The expert considers that the “extraordinary” level of political interference in football has had a lot to do with this decline: “The football people are either not the ones who make the decisions or they cannot make them because they always have to take politics into account. With soccer people at the helm, we wouldn’t see a fraction of all this ridiculousness. “

But for now, in Chinese football “everything can change from one moment to the next” according to the will of someone powerful: “And then all the plans have to change, and all the billions that have been spent have suddenly been squandered. “.

The founder of Wild East Football believes that the authorities did not understand how difficult his objectives were: “They started to throw money, but it was not that there was a plan. China thought that building football is like building bridges or railways.”

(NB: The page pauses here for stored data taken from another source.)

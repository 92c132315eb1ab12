//! Console, CSV and plot collaborators.

use super::{CsvRow, SinkError};
use elea_core::WorkerId;
use serde_json::Value;
use std::fs::OpenOptions;
use std::path::{Path, PathBuf};
use std::sync::{Arc, Mutex, MutexGuard, PoisonError};

fn lock<T>(mutex: &Mutex<T>) -> MutexGuard<'_, T> {
    mutex.lock().unwrap_or_else(PoisonError::into_inner)
}

// ═══════════════════════════════════════════════════════════════════════════
// Console
// ═══════════════════════════════════════════════════════════════════════════

#[derive(Debug, Clone, Copy, PartialEq, Eq)]
pub enum ConsoleStream {
    Out,
    Err,
}

/// Receives console lines forwarded from workers.
pub trait ConsoleSink: Send + Sync {
    fn write(&self, stream: ConsoleStream, source: WorkerId, line: &str);
}

/// Writes to the process's stdout and stderr.
#[derive(Debug, Default, Clone, Copy)]
pub struct StdConsole;

impl ConsoleSink for StdConsole {
    fn write(&self, stream: ConsoleStream, _source: WorkerId, line: &str) {
        match stream {
            ConsoleStream::Out => println!("{}", line),
            ConsoleStream::Err => eprintln!("{}", line),
        }
    }
}

/// A console line captured by [`RecordingConsole`].
#[derive(Debug, Clone, PartialEq, Eq)]
pub struct ConsoleLine {
    pub stream: ConsoleStream,
    pub source: WorkerId,
    pub text: String,
}

/// Keeps every console line in memory.
#[derive(Debug, Default)]
pub struct RecordingConsole {
    lines: Mutex<Vec<ConsoleLine>>,
}

impl RecordingConsole {
    pub fn new() -> Self {
        Self::default()
    }

    pub fn lines(&self) -> Vec<ConsoleLine> {
        lock(&self.lines).clone()
    }

    /// Lines from one worker, in the order that worker sent them.
    pub fn lines_from(&self, source: WorkerId) -> Vec<String> {
        lock(&self.lines)
            .iter()
            .filter(|line| line.source == source)
            .map(|line| line.text.clone())
            .collect()
    }
}

impl ConsoleSink for RecordingConsole {
    fn write(&self, stream: ConsoleStream, source: WorkerId, line: &str) {
        lock(&self.lines).push(ConsoleLine {
            stream,
            source,
            text: line.to_string(),
        });
    }
}

// ═══════════════════════════════════════════════════════════════════════════
// CSV
// ═══════════════════════════════════════════════════════════════════════════

/// Receives the CSV buffer once a run completes.
pub trait CsvSink: Send {
    fn write_rows(&mut self, rows: &[CsvRow]) -> Result<(), SinkError>;
}

/// Collects rows in memory. Clones share the same buffer.
#[derive(Debug, Default, Clone)]
pub struct MemoryCsvSink {
    rows: Arc<Mutex<Vec<CsvRow>>>,
}

impl MemoryCsvSink {
    pub fn new() -> Self {
        Self::default()
    }

    pub fn rows(&self) -> Vec<CsvRow> {
        lock(&self.rows).clone()
    }
}

impl CsvSink for MemoryCsvSink {
    fn write_rows(&mut self, rows: &[CsvRow]) -> Result<(), SinkError> {
        lock(&self.rows).extend_from_slice(rows);
        Ok(())
    }
}

/// Appends rows to a CSV file.
///
/// The optional header is written only when the file is empty, so several
/// runs can share one file.
#[derive(Debug, Clone)]
pub struct CsvFileSink {
    path: PathBuf,
    header: Option<Vec<String>>,
}

impl CsvFileSink {
    pub fn new(path: impl AsRef<Path>) -> Self {
        Self {
            path: path.as_ref().to_path_buf(),
            header: None,
        }
    }

    pub fn with_header<I, S>(mut self, header: I) -> Self
    where
        I: IntoIterator<Item = S>,
        S: Into<String>,
    {
        self.header = Some(header.into_iter().map(Into::into).collect());
        self
    }

    pub fn path(&self) -> &Path {
        &self.path
    }

    fn field(value: &Value) -> String {
        match value {
            Value::String(s) => s.clone(),
            Value::Null => String::new(),
            other => other.to_string(),
        }
    }
}

impl CsvSink for CsvFileSink {
    fn write_rows(&mut self, rows: &[CsvRow]) -> Result<(), SinkError> {
        let file = OpenOptions::new()
            .create(true)
            .append(true)
            .open(&self.path)?;
        let is_empty = file.metadata()?.len() == 0;

        let mut writer = csv::WriterBuilder::new()
            .has_headers(false)
            .flexible(true)
            .terminator(csv::Terminator::Any(b'\n'))
            .from_writer(file);

        if let (true, Some(header)) = (is_empty, &self.header) {
            writer.write_record(header)?;
        }
        for row in rows {
            writer.write_record(row.iter().map(Self::field))?;
        }
        writer.flush()?;

        tracing::debug!(path = %self.path.display(), rows = rows.len(), "CSV rows written");
        Ok(())
    }
}

// ═══════════════════════════════════════════════════════════════════════════
// Plotting
// ═══════════════════════════════════════════════════════════════════════════

/// Receives plot requests.
pub trait PlotSink: Send + Sync {
    fn plot(&self, source: WorkerId, spec: &Value);
}

/// Stand-in for contexts without a renderer: logs a notice and moves on.
#[derive(Debug, Default, Clone, Copy)]
pub struct PlotNotice;

impl PlotSink for PlotNotice {
    fn plot(&self, source: WorkerId, _spec: &Value) {
        tracing::info!(
            worker = source.0,
            "Plotting is only supported in the visual editor; use CSV output instead"
        );
    }
}

/// Keeps every plot request in memory.
#[derive(Debug, Default)]
pub struct RecordingPlotSink {
    requests: Mutex<Vec<(WorkerId, Value)>>,
}

impl RecordingPlotSink {
    pub fn new() -> Self {
        Self::default()
    }

    pub fn requests(&self) -> Vec<(WorkerId, Value)> {
        lock(&self.requests).clone()
    }
}

impl PlotSink for RecordingPlotSink {
    fn plot(&self, source: WorkerId, spec: &Value) {
        lock(&self.requests).push((source, spec.clone()));
    }
}

#[cfg(test)]
mod tests {
    use super::*;
    use serde_json::json;
    use tempfile::TempDir;

    #[test]
    fn test_csv_file_sink_appends_across_flushes() {
        let dir = TempDir::new().unwrap();
        let path = dir.path().join("results.csv");
        let mut sink = CsvFileSink::new(&path).with_header(["thread", "value", "note"]);

        sink.write_rows(&[vec![json!(0), json!(1.5), json!("a, b")]])
            .unwrap();
        sink.write_rows(&[vec![json!(1), json!(null)]]).unwrap();

        let written = std::fs::read_to_string(&path).unwrap();
        assert_eq!(written, "thread,value,note\n0,1.5,\"a, b\"\n1,\n");
    }

    #[test]
    fn test_memory_csv_sink_clones_share_rows() {
        let sink = MemoryCsvSink::new();
        let mut writer = sink.clone();
        writer.write_rows(&[vec![json!("x")]]).unwrap();
        assert_eq!(sink.rows(), vec![vec![json!("x")]]);
    }

    #[test]
    fn test_recording_console_filters_by_source() {
        let console = RecordingConsole::new();
        console.write(ConsoleStream::Out, WorkerId(0), "a");
        console.write(ConsoleStream::Out, WorkerId(1), "b");
        console.write(ConsoleStream::Err, WorkerId(0), "c");

        assert_eq!(console.lines_from(WorkerId(0)), vec!["a", "c"]);
    }

    #[test]
    fn test_recording_plot_sink() {
        let plots = RecordingPlotSink::new();
        plots.plot(WorkerId(4), &json!({"x": [1, 2]}));
        assert_eq!(plots.requests(), vec![(WorkerId(4), json!({"x": [1, 2]}))]);

        // The notice sink never fails.
        PlotNotice.plot(WorkerId(4), &json!(null));
    }
}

Although it is still difficult to predict what will happen to soccer in China, one thing is clear: “They are being fatal.”

Wilson, who has been following soccer in the Asian country for two decades, no longer even believes that it will be possible to make the team one of the best in the world by 2050, as Beijing wanted.

Nor that the Drogba, Mascherano, Oscar, Hulk, Lavezzi, Carrasco, Pato, Anelka or Ramires continue to want to take their careers to the Super League: “I don’t think we’ll see that type of player coming to China again until the finances (clubs) are more rational. And it will take a long time. We are talking about 20 years.”